02 Agosto 2024
A esperança será um recurso essencial para a campanha de Kamala Harris. Em seu primeiro ato, em Wisconsin, pareceu conseguir reanimar a campanha.
O Artigo é de Patrick Iber, professor assistente de História na Universidade de Wisconsin, autor de Neither Peace nor Freedom: The Cultural Cold War in Latin America [Nem paz nem liberdade: a guerra fria cultural na América Latina, em tradução livre] (Harvard UP, Cambridge, 2015), publicado por Nueva Sociedad, 30-07-2024.
Comecemos pelo essencial: Kamala Harris tem chances de ganhar.
Em apenas duas semanas e meia, Joe Biden e Kamala Harris visitaram Wisconsin, um estado crucial para que qualquer democrata alcance a maioria do Colégio Eleitoral, que por sua vez elege o presidente. O primeiro ato de Biden após seu desastroso debate com Trump foi no ginásio de uma escola secundária perto do aeroporto de Madison, onde depois gravou uma entrevista com o jornalista e ex-assessor de comunicação da Casa Branca George Stephanopoulos. Duas semanas depois, incapaz de retomar a campanha de forma convincente e enfrentando números cada vez mais adversos nas pesquisas, Biden anunciou que renunciava a ser o candidato do partido. O primeiro ato de Harris após a renúncia do presidente – na mesma manhã em que ela conseguiu o número de delegados necessários para se tornar a candidata do Partido Democrata – aconteceu no ginásio de uma escola secundária próximo ao aeroporto de Milwaukee. Assisti a ambos os atos e o contraste entre os dois foi muito marcante.
Os atos desse tipo estão cheios de democratas convencidos: são convidados aqueles que foram voluntários e fizeram doações às campanhas no passado. O ambiente no ato de Biden era de apoio, mas sombrio. Os oradores destacaram os feitos democratas e o perigo que representaria uma vitória de Donald Trump, e Biden esteve certamente melhor no roteiro do que havia estado durante o debate. Após seu discurso, ele visitou uma sala anexa - onde o público havia acompanhado seu discurso em uma tela - e, depois de dizer algumas palavras, conversou com algumas pessoas, incluindo um menino sonolento de uma família racialmente mista. Quando os pais do menino se apresentaram como seus "dois papás", Biden não pensou duas vezes: "Os papás são difíceis de criar!", brincou. Esses pais votariam em qualquer democrata no outono. Mas a fragilidade física de Biden era inegável, assim como a fragilidade de sua própria campanha. Embora ele tenha interpretado a presença da multidão como um apoio para continuar na corrida, as conversas cara a cara, nas quais havia muitas dúvidas sobre se ele poderia ser um candidato competitivo, contavam outra história. E lá fora havia dois grupos de manifestantes: um com bandeiras palestinas e outro pedindo simplesmente que ele renunciasse como candidato pelo bem do partido.
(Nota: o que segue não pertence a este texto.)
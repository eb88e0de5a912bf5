//! A sink that writes the target state as a tar archive

use super::{Cmd, FileInfo, RealSystem, System, display_rel, not_found, unsupported};
use crate::error::{Error, Result};
use hearth_core::path::{AbsPath, RelPath};
use std::cell::RefCell;
use std::io::{self, Write};
use tar::{Builder, EntryType, Header};

/// Owner recorded on every archive member
#[derive(Debug, Clone)]
struct Owner {
    uid: u64,
    gid: u64,
    uname: String,
    gname: String,
}

impl Owner {
    fn current() -> Self {
        Owner {
            uid: u64::from(uzers::get_current_uid()),
            gid: u64::from(uzers::get_current_gid()),
            uname: uzers::get_current_username()
                .map(|s| s.to_string_lossy().into_owned())
                .unwrap_or_default(),
            gname: uzers::get_current_groupname()
                .map(|s| s.to_string_lossy().into_owned())
                .unwrap_or_default(),
        }
    }
}

/// Appends every write to a tar stream
///
/// Member names are relative to `dir`. Scripts become `0o700` files.
/// Call [`TarWriterSystem::finish`] to write the end-of-archive marker.
pub struct TarWriterSystem<W: Write> {
    builder: RefCell<Builder<W>>,
    dir: AbsPath,
    owner: Owner,
    mtime: u64,
}

fn archive_err(err: &io::Error) -> Error {
    Error::Archive(err.to_string())
}

impl<W: Write> TarWriterSystem<W> {
    /// A writer producing members relative to `dir`
    pub fn new(writer: W, dir: AbsPath) -> Self {
        TarWriterSystem {
            builder: RefCell::new(Builder::new(writer)),
            dir,
            owner: Owner::current(),
            mtime: u64::try_from(chrono::Utc::now().timestamp()).unwrap_or_default(),
        }
    }

    /// Finish the archive and return the underlying writer
    pub fn finish(self) -> Result<W> {
        self.builder.into_inner().into_inner().map_err(|e| archive_err(&e))
    }

    fn header(&self, kind: EntryType, perm: u32, size: u64) -> Result<Header> {
        let mut header = Header::new_gnu();
        header.set_entry_type(kind);
        header.set_mode(perm);
        header.set_size(size);
        header.set_mtime(self.mtime);
        header.set_uid(self.owner.uid);
        header.set_gid(self.owner.gid);
        header.set_username(&self.owner.uname).map_err(|e| archive_err(&e))?;
        header.set_groupname(&self.owner.gname).map_err(|e| archive_err(&e))?;
        Ok(header)
    }

    fn append_file(&self, name: &str, data: &[u8], perm: u32) -> Result<()> {
        let mut header = self.header(EntryType::Regular, perm, data.len() as u64)?;
        self.builder
            .borrow_mut()
            .append_data(&mut header, name, data)
            .map_err(|e| archive_err(&e))
    }
}

impl<W: Write> System for TarWriterSystem<W> {
    fn chmod(&self, _path: &AbsPath, _perm: u32) -> Result<()> {
        Ok(())
    }

    fn glob(&self, _base: &AbsPath, _pattern: &str) -> Result<Vec<AbsPath>> {
        Ok(Vec::new())
    }

    fn lstat(&self, path: &AbsPath) -> Result<FileInfo> {
        Err(not_found(path))
    }

    fn stat(&self, path: &AbsPath) -> Result<FileInfo> {
        Err(not_found(path))
    }

    fn mkdir(&self, path: &AbsPath, perm: u32) -> Result<()> {
        let mut header = self.header(EntryType::Directory, perm, 0)?;
        let name = format!("{}/", display_rel(path, &self.dir));
        self.builder
            .borrow_mut()
            .append_data(&mut header, name, io::empty())
            .map_err(|e| archive_err(&e))
    }

    fn read_dir(&self, path: &AbsPath) -> Result<Vec<FileInfo>> {
        Err(not_found(path))
    }

    fn read_file(&self, path: &AbsPath) -> Result<Vec<u8>> {
        Err(not_found(path))
    }

    fn readlink(&self, path: &AbsPath) -> Result<String> {
        Err(not_found(path))
    }

    fn remove(&self, _path: &AbsPath) -> Result<()> {
        Ok(())
    }

    fn remove_all(&self, _path: &AbsPath) -> Result<()> {
        Ok(())
    }

    fn rename(&self, old: &AbsPath, _new: &AbsPath) -> Result<()> {
        Err(unsupported("rename", old))
    }

    fn run_cmd(&self, cmd: &Cmd) -> Result<()> {
        Err(unsupported("run command in", cmd.dir.as_ref().unwrap_or(&self.dir)))
    }

    fn idempotent_cmd_output(&self, cmd: &Cmd) -> Result<Vec<u8>> {
        RealSystem.idempotent_cmd_output(cmd)
    }

    fn run_script(&self, name: &RelPath, _dir: &AbsPath, data: &[u8]) -> Result<()> {
        self.append_file(name.as_str(), data, 0o700)
    }

    fn write_file(&self, path: &AbsPath, data: &[u8], perm: u32) -> Result<()> {
        self.append_file(&display_rel(path, &self.dir), data, perm)
    }

    fn write_symlink(&self, oldname: &str, newname: &AbsPath) -> Result<()> {
        let mut header = self.header(EntryType::Symlink, 0o777, 0)?;
        self.builder
            .borrow_mut()
            .append_link(&mut header, display_rel(newname, &self.dir), oldname)
            .map_err(|e| archive_err(&e))
    }
}
use tracing_subscriber::{EnvFilter, fmt, layer::SubscriberExt, util::SubscriberInitExt};

/// Installs the global subscriber. Logs go to stderr so they never mix
/// with a report printed on stdout.
pub fn init() -> tracing_appender::non_blocking::WorkerGuard {
    let filter =
        EnvFilter::try_from_default_env().unwrap_or_else(|_| EnvFilter::new("tidings=info"));

    let (writer, guard) = tracing_appender::non_blocking(std::io::stderr());

    tracing_subscriber::registry()
        .with(fmt::layer().with_line_number(true).with_writer(writer))
        .with(filter)
        .init();

    // Dropping the guard flushes buffered lines.
    guard
}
Biden levou duas semanas para assimilar as mensagens que esses manifestantes (e, mais importante ainda, os que seus aliados políticos, as pesquisas e os números de arrecadação de fundos) estavam enviando. Ele não derrotaria Trump, e se essa tarefa era tão importante quanto ele dizia, teria que ser feita por outro. Em vez de umas mini primárias potencialmente caóticas, seu apoio e o de outros democratas importantes (assim como o de sindicatos como a Federação Americana do Trabalho e Congresso de Organizações Industriais - conhecido por suas siglas AFL-CIO, a União Internacional de Empregados de Serviços - SEIU e a Federação Americana de Professores - AFT) rapidamente se voltaram para a vice-presidente. Se Biden tivesse declarado há um ano que não se apresentaria às eleições e tivesse permitido um processo de primárias abertas, seria impossível saber se Harris teria triunfado. Sua campanha para as primárias de 2020 não prosperou e, como vice-presidente, exauriu toda a equipe e teve problemas com as áreas sob sua responsabilidade. Mas a Kamala Harris que se apresentou em Milwaukee no dia 23 de julho parecia confiante e preparada para enfrentar o desafio.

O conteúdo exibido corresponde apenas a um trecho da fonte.